In the tests, an i5 Model 595 with a quarter of its full complement of 64 1.65-GHz processors was able to sustain 175,000 Domino R6 Mail users, processing 258,403 NotesMark transactions. Why IBM did not test a full-blown 64-way is a bit of a mystery, but whenever vendors don’t put the pedal to the metal, it leads us to believe that they are trying to hide some scalability issues in their machines.
The i5 Model 570 tested in October was able to handle 165,000 R6 Mail users on its 16 Power5 processors, cranking through 242,835 NotesMarks. By the way, IBM has stopped giving prices for the iSeries and i5 configurations under test, thereby making price/performance comparisons with all other platforms not possible (unless you want to price a configuration yourself).
While we are convinced that the i5 Model 570 and Model 595 are great boxes on which to run Domino, IBM’s announcement of these i5 test results seem to be aimed more at showing the i5 dominating in a place where it does not intend to do a p5 benchmark and where no other vendor is testing similar big iron boxes. And not giving out prices is very suspicious. All of this makes it hard to say how well the i5 is doing compared with its rivals.
Incidentally, on the R6 iNotes benchmark, the i5 Model 570 supported only 28,500 users, the same number that the 32-way iSeries Model 890 did when it was tested in June 2003 on the R6 iNotes test. This is about what you would expect, given the relative power of the i5 Model 570 and the iSeries Model 890.

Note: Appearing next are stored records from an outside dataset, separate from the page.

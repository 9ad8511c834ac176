//! Binding-state machine: which handle is bound to which target.
//!
//! [`BindingState`] is a pure record. It never calls the driver; the typed
//! `*_bind` methods on [`Context`](crate::context::Context) validate with it
//! first and issue the driver bind only once validation succeeds.

use std::collections::HashMap;
use std::fmt;

use thiserror::Error;

use crate::driver::DriverError;
use crate::handle::{Handle, HandleError, Registry, ResourceKind};

/// A named slot that holds at most one bound handle.
///
/// Draw and read framebuffer targets are independent. Nothing bound means
/// the default framebuffer.
#[derive(Debug, Clone, Copy, PartialEq, Eq, Hash)]
pub enum BindingTarget {
    ArrayBuffer,
    IndexBuffer,
    TextureUnit(u32),
    DrawFramebuffer,
    ReadFramebuffer,
    Program,
}

impl BindingTarget {
    /// Whether a handle of `kind` may be bound to this target.
    pub fn accepts(self, kind: ResourceKind) -> bool {
        match self {
            BindingTarget::ArrayBuffer => kind == ResourceKind::ArrayBuffer,
            BindingTarget::IndexBuffer => kind == ResourceKind::IndexBuffer,
            BindingTarget::TextureUnit(_) => matches!(
                kind,
                ResourceKind::Texture2D | ResourceKind::TextureCube
            ),
            BindingTarget::DrawFramebuffer
            | BindingTarget::ReadFramebuffer => {
                kind == ResourceKind::Framebuffer
            }
            BindingTarget::Program => kind == ResourceKind::Program,
        }
    }
}

impl fmt::Display for BindingTarget {
    fn fmt(&self, f: &mut fmt::Formatter<'_>) -> fmt::Result {
        match self {
            BindingTarget::ArrayBuffer => f.write_str("array buffer"),
            BindingTarget::IndexBuffer => f.write_str("index buffer"),
            BindingTarget::TextureUnit(unit) => {
                write!(f, "texture unit {unit}")
            }
            BindingTarget::DrawFramebuffer => f.write_str("draw framebuffer"),
            BindingTarget::ReadFramebuffer => f.write_str("read framebuffer"),
            BindingTarget::Program => f.write_str("program"),
        }
    }
}

#[derive(Debug, Error)]
pub enum BindError {
    #[error(transparent)]
    Handle(#[from] HandleError),

    #[error("A {kind} cannot be bound to the {target} target")]
    IncompatibleTarget {
        target: BindingTarget,
        kind: ResourceKind,
    },

    #[error("Texture unit {unit} does not exist (the driver exposes {available})")]
    NoSuchTextureUnit { unit: u32, available: u32 },

    #[error("Driver error while binding: {0}")]
    Driver(#[from] DriverError),
}

#[derive(Debug, Default)]
pub struct BindingState {
    bound: HashMap<BindingTarget, Handle>,
}

impl BindingState {
    pub fn new() -> Self {
        Self::default()
    }

    /// Record `handle` as bound to `target`, returning whatever was bound
    /// before.
    ///
    /// Fails if `handle` is null, deleted, from another context, or of a
    /// kind `target` does not accept.
    pub fn bind(
        &mut self,
        registry: &Registry,
        target: BindingTarget,
        handle: Handle,
    ) -> Result<Option<Handle>, BindError> {
        registry.check_live(handle)?;
        if !target.accepts(handle.kind()) {
            return Err(BindError::IncompatibleTarget {
                target,
                kind: handle.kind(),
            });
        }
        tracing::trace!("Binding {handle} to {target}");
        Ok(self.bound.insert(target, handle))
    }

    pub fn unbind(&mut self, target: BindingTarget) -> Option<Handle> {
        tracing::trace!("Unbinding {target}");
        self.bound.remove(&target)
    }

    pub fn is_bound(&self, target: BindingTarget, handle: Handle) -> bool {
        self.bound.get(&target) == Some(&handle)
    }

    pub fn any_bound(&self, target: BindingTarget) -> bool {
        self.bound.contains_key(&target)
    }

    pub fn bound(&self, target: BindingTarget) -> Option<Handle> {
        self.bound.get(&target).copied()
    }

    /// Record a binding the caller has already validated.
    pub(crate) fn record(&mut self, target: BindingTarget, handle: Handle) {
        self.bound.insert(target, handle);
    }

    /// Put back whatever [`bind`](Self::bind) displaced.
    pub(crate) fn restore(
        &mut self,
        target: BindingTarget,
        previous: Option<Handle>,
    ) {
        match previous {
            Some(handle) => self.record(target, handle),
            None => {
                self.bound.remove(&target);
            }
        }
    }

    /// Drop `handle` from every target it is bound to. Deleting a bound
    /// object reverts the target to nothing bound.
    pub fn forget(&mut self, handle: Handle) -> Vec<BindingTarget> {
        let targets: Vec<BindingTarget> = self
            .bound
            .iter()
            .filter(|(_, bound)| **bound == handle)
            .map(|(target, _)| *target)
            .collect();
        for target in &targets {
            self.bound.remove(target);
        }
        targets
    }
}

#[cfg(test)]
mod tests {
    use super::*;
    use crate::handle::ContextId;

    fn registry_with(kinds: &[ResourceKind]) -> (Registry, Vec<Handle>) {
        let mut registry = Registry::new(ContextId::next());
        let handles = kinds
            .iter()
            .enumerate()
            .map(|(i, kind)| registry.allocate(*kind, i as u32 + 1).unwrap())
            .collect();
        (registry, handles)
    }

    #[test]
    fn draw_and_read_framebuffer_targets_are_independent() {
        let (registry, handles) = registry_with(&[ResourceKind::Framebuffer]);
        let mut state = BindingState::new();

        assert!(!state.any_bound(BindingTarget::DrawFramebuffer));
        assert!(!state.any_bound(BindingTarget::ReadFramebuffer));

        state
            .bind(&registry, BindingTarget::DrawFramebuffer, handles[0])
            .unwrap();

        assert!(state.is_bound(BindingTarget::DrawFramebuffer, handles[0]));
        assert!(!state.is_bound(BindingTarget::ReadFramebuffer, handles[0]));
        assert!(!state.any_bound(BindingTarget::ReadFramebuffer));
    }

    #[test]
    fn binding_deleted_handle_fails() {
        let (mut registry, handles) =
            registry_with(&[ResourceKind::ArrayBuffer]);
        registry.delete(handles[0]).unwrap();
        let mut state = BindingState::new();

        let result =
            state.bind(&registry, BindingTarget::ArrayBuffer, handles[0]);

        assert!(matches!(
            result,
            Err(BindError::Handle(HandleError::Deleted { .. }))
        ));
        assert!(!state.any_bound(BindingTarget::ArrayBuffer));
    }

    #[test]
    fn binding_null_handle_fails() {
        let (registry, _) = registry_with(&[]);
        let mut state = BindingState::new();
        let null = Handle::null(ResourceKind::IndexBuffer, registry.context());

        assert!(matches!(
            state.bind(&registry, BindingTarget::IndexBuffer, null),
            Err(BindError::Handle(HandleError::Null { .. }))
        ));
    }

    #[test]
    fn binding_to_incompatible_target_fails() {
        let (registry, handles) = registry_with(&[ResourceKind::Texture2D]);
        let mut state = BindingState::new();

        assert!(matches!(
            state.bind(&registry, BindingTarget::ArrayBuffer, handles[0]),
            Err(BindError::IncompatibleTarget {
                target: BindingTarget::ArrayBuffer,
                kind: ResourceKind::Texture2D,
            })
        ));
        assert!(
            state
                .bind(&registry, BindingTarget::TextureUnit(3), handles[0])
                .is_ok()
        );
    }

    #[test]
    fn rebinding_returns_previous_and_forget_clears_all_targets() {
        let (registry, handles) = registry_with(&[
            ResourceKind::Framebuffer,
            ResourceKind::Framebuffer,
        ]);
        let mut state = BindingState::new();

        state
            .bind(&registry, BindingTarget::DrawFramebuffer, handles[0])
            .unwrap();
        state
            .bind(&registry, BindingTarget::ReadFramebuffer, handles[0])
            .unwrap();
        let previous = state
            .bind(&registry, BindingTarget::DrawFramebuffer, handles[1])
            .unwrap();
        assert_eq!(previous, Some(handles[0]));

        let cleared = state.forget(handles[0]);
        assert_eq!(cleared, vec![BindingTarget::ReadFramebuffer]);
        assert!(state.is_bound(BindingTarget::DrawFramebuffer, handles[1]));
        assert_eq!(state.unbind(BindingTarget::DrawFramebuffer), Some(handles[1]));
        assert!(!state.any_bound(BindingTarget::DrawFramebuffer));
    }
}
//! The native driver seam.
//!
//! [`Driver`] is the complete command surface this crate issues. Every call
//! arrives pre-validated: names are live and belong to the calling context,
//! bindings the command depends on are in place, and mapped buffers are not
//! touched. Adapters translate each call into the real API and report
//! failures as [`DriverError`], never as raw status codes.
//!
//! [`FakeDriver`](crate::fake::FakeDriver) is an in-memory implementation.

use thiserror::Error;

use crate::array::ScalarType;
use crate::buffer::{BufferTarget, UsageHint};
use crate::draw::{ClearSpecification, Primitive};
use crate::framebuffer::{
    AttachmentSlot, AttachmentSource, BlitSpecification, FramebufferStatus,
    FramebufferTarget,
};
use crate::index::IndexType;
use crate::program::{ActiveVariable, ShaderStage, UniformValue};
use crate::texture::{
    CubeFace, RenderbufferFormat, TextureFormat, TextureParameters,
    TextureTarget,
};

/// Capability limits queried once at context creation.
#[derive(Debug, Clone, Copy, PartialEq, Eq)]
pub struct Limits {
    pub texture_units: u32,
    pub color_attachments: u32,
    pub draw_buffers: u32,
}

#[derive(Debug, Error, Clone, PartialEq, Eq)]
pub enum DriverError {
    #[error("Driver reported an invalid enumeration value")]
    InvalidEnum,

    #[error("Driver reported an invalid value")]
    InvalidValue,

    #[error("Driver reported an invalid operation")]
    InvalidOperation,

    #[error("Driver reported an invalid framebuffer operation")]
    InvalidFramebufferOperation,

    #[error("Driver is out of memory")]
    OutOfMemory,

    #[error("Unsupported by this driver: {0}")]
    Unsupported(String),

    #[error("Shader compilation failed: {log}")]
    ShaderCompile { log: String },

    #[error("Program link failed: {log}")]
    ProgramLink { log: String },

    #[error("Driver returned an unusable object name {0}")]
    InvalidName(u32),

    #[error("Unknown driver error code {0:#06x}")]
    Unknown(u32),
}

impl DriverError {
    /// Map a raw GL error code to a typed error. `GL_NO_ERROR` maps to
    /// `None`.
    pub fn from_code(code: u32) -> Option<Self> {
        match code {
            0 => None,
            0x0500 => Some(DriverError::InvalidEnum),
            0x0501 => Some(DriverError::InvalidValue),
            0x0502 => Some(DriverError::InvalidOperation),
            0x0505 => Some(DriverError::OutOfMemory),
            0x0506 => Some(DriverError::InvalidFramebufferOperation),
            other => Some(DriverError::Unknown(other)),
        }
    }
}

/// Layout of one vertex attribute inside a bound array buffer.
#[derive(Debug, Clone, Copy, PartialEq, Eq)]
pub struct AttribPointer {
    pub scalar: ScalarType,
    pub components: u32,
    pub stride: u64,
    pub offset: u64,
}

pub trait Driver {
    fn limits(&self) -> Result<Limits, DriverError>;

    // Buffers

    fn gen_buffer(&mut self) -> Result<u32, DriverError>;
    fn delete_buffer(&mut self, name: u32) -> Result<(), DriverError>;
    fn bind_buffer(
        &mut self,
        target: BufferTarget,
        name: Option<u32>,
    ) -> Result<(), DriverError>;
    /// (Re)allocate storage for the buffer bound to `target`.
    fn buffer_allocate(
        &mut self,
        target: BufferTarget,
        size: u64,
        usage: UsageHint,
    ) -> Result<(), DriverError>;
    fn buffer_write(
        &mut self,
        target: BufferTarget,
        offset: u64,
        data: &[u8],
    ) -> Result<(), DriverError>;
    fn buffer_read(
        &mut self,
        target: BufferTarget,
        offset: u64,
        out: &mut [u8],
    ) -> Result<(), DriverError>;

    // Textures and renderbuffers

    fn gen_texture(&mut self) -> Result<u32, DriverError>;
    fn delete_texture(&mut self, name: u32) -> Result<(), DriverError>;
    fn bind_texture(
        &mut self,
        unit: u32,
        target: TextureTarget,
        name: Option<u32>,
    ) -> Result<(), DriverError>;
    fn texture_2d_storage(
        &mut self,
        name: u32,
        width: u32,
        height: u32,
        format: TextureFormat,
        parameters: &TextureParameters,
    ) -> Result<(), DriverError>;
    fn texture_cube_storage(
        &mut self,
        name: u32,
        size: u32,
        format: TextureFormat,
        parameters: &TextureParameters,
    ) -> Result<(), DriverError>;

    fn gen_renderbuffer(&mut self) -> Result<u32, DriverError>;
    fn delete_renderbuffer(&mut self, name: u32) -> Result<(), DriverError>;
    fn renderbuffer_storage(
        &mut self,
        name: u32,
        format: RenderbufferFormat,
        width: u32,
        height: u32,
    ) -> Result<(), DriverError>;

    // Framebuffers

    fn gen_framebuffer(&mut self) -> Result<u32, DriverError>;
    fn delete_framebuffer(&mut self, name: u32) -> Result<(), DriverError>;
    /// `None` binds the default framebuffer.
    fn bind_framebuffer(
        &mut self,
        target: FramebufferTarget,
        name: Option<u32>,
    ) -> Result<(), DriverError>;
    fn framebuffer_attach(
        &mut self,
        framebuffer: u32,
        slot: AttachmentSlot,
        source: AttachmentSource,
    ) -> Result<(), DriverError>;
    fn framebuffer_status(
        &mut self,
        framebuffer: u32,
    ) -> Result<FramebufferStatus, DriverError>;
    /// `buffers[i]` is the color attachment index written by draw buffer
    /// `i`, or `None` to discard it.
    fn framebuffer_draw_buffers(
        &mut self,
        framebuffer: u32,
        buffers: &[Option<u32>],
    ) -> Result<(), DriverError>;
    fn blit_framebuffer(
        &mut self,
        blit: &BlitSpecification,
    ) -> Result<(), DriverError>;

    // Shaders and programs

    /// Compile a single shader. Syntax errors are reported as
    /// [`DriverError::ShaderCompile`].
    fn compile_shader(
        &mut self,
        stage: ShaderStage,
        label: &str,
        source: &str,
    ) -> Result<u32, DriverError>;
    fn delete_shader(&mut self, name: u32) -> Result<(), DriverError>;
    fn create_program(&mut self, label: &str) -> Result<u32, DriverError>;
    fn attach_shader(
        &mut self,
        program: u32,
        shader: u32,
    ) -> Result<(), DriverError>;
    /// Link failures are reported as [`DriverError::ProgramLink`].
    fn link_program(&mut self, program: u32) -> Result<(), DriverError>;
    fn active_attributes(
        &mut self,
        program: u32,
    ) -> Result<Vec<ActiveVariable>, DriverError>;
    fn active_uniforms(
        &mut self,
        program: u32,
    ) -> Result<Vec<ActiveVariable>, DriverError>;
    fn delete_program(&mut self, program: u32) -> Result<(), DriverError>;
    fn use_program(&mut self, program: Option<u32>) -> Result<(), DriverError>;
    /// Set uniform `location` of the program in use.
    fn program_uniform(
        &mut self,
        location: i32,
        value: &UniformValue,
    ) -> Result<(), DriverError>;

    // Drawing

    /// Source attribute `location` from the bound array buffer.
    fn vertex_attrib_pointer(
        &mut self,
        location: u32,
        pointer: &AttribPointer,
    ) -> Result<(), DriverError>;
    fn disable_vertex_attrib(&mut self, location: u32)
    -> Result<(), DriverError>;
    fn draw_elements(
        &mut self,
        primitive: Primitive,
        count: u64,
        index_type: IndexType,
    ) -> Result<(), DriverError>;
    fn clear(&mut self, clear: &ClearSpecification) -> Result<(), DriverError>;
}

/// Cube face helper shared by adapters: GL enumerates faces in this order.
pub fn cube_face_index(face: CubeFace) -> u32 {
    match face {
        CubeFace::PositiveX => 0,
        CubeFace::NegativeX => 1,
        CubeFace::PositiveY => 2,
        CubeFace::NegativeY => 3,
        CubeFace::PositiveZ => 4,
        CubeFace::NegativeZ => 5,
    }
}

#[cfg(test)]
mod tests {
    use super::*;

    #[test]
    fn raw_codes_map_to_typed_errors() {
        assert_eq!(DriverError::from_code(0), None);
        assert_eq!(
            DriverError::from_code(0x0502),
            Some(DriverError::InvalidOperation)
        );
        assert_eq!(
            DriverError::from_code(0x0506),
            Some(DriverError::InvalidFramebufferOperation)
        );
        assert_eq!(
            DriverError::from_code(0x9999),
            Some(DriverError::Unknown(0x9999))
        );
    }

    #[test]
    fn cube_faces_follow_gl_order() {
        assert_eq!(cube_face_index(CubeFace::PositiveX), 0);
        assert_eq!(cube_face_index(CubeFace::NegativeZ), 5);
    }
}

However, what you would not expect, unless you looked at the report, is that a Sun Microsystems Inc Sun Fire E2900 server with 24 UltraSparc-IV processor cores could handle about 20,000 R6 iNotes users, and that a Sun Fire V880 with 16 of the same cores could handle 14,000 users. In terms of per-processor performance, the Sun boxes are a lot closer at a two to one core count than on workloads like the TPC-C test, where it takes three to four Sun cores to match a Power5 core.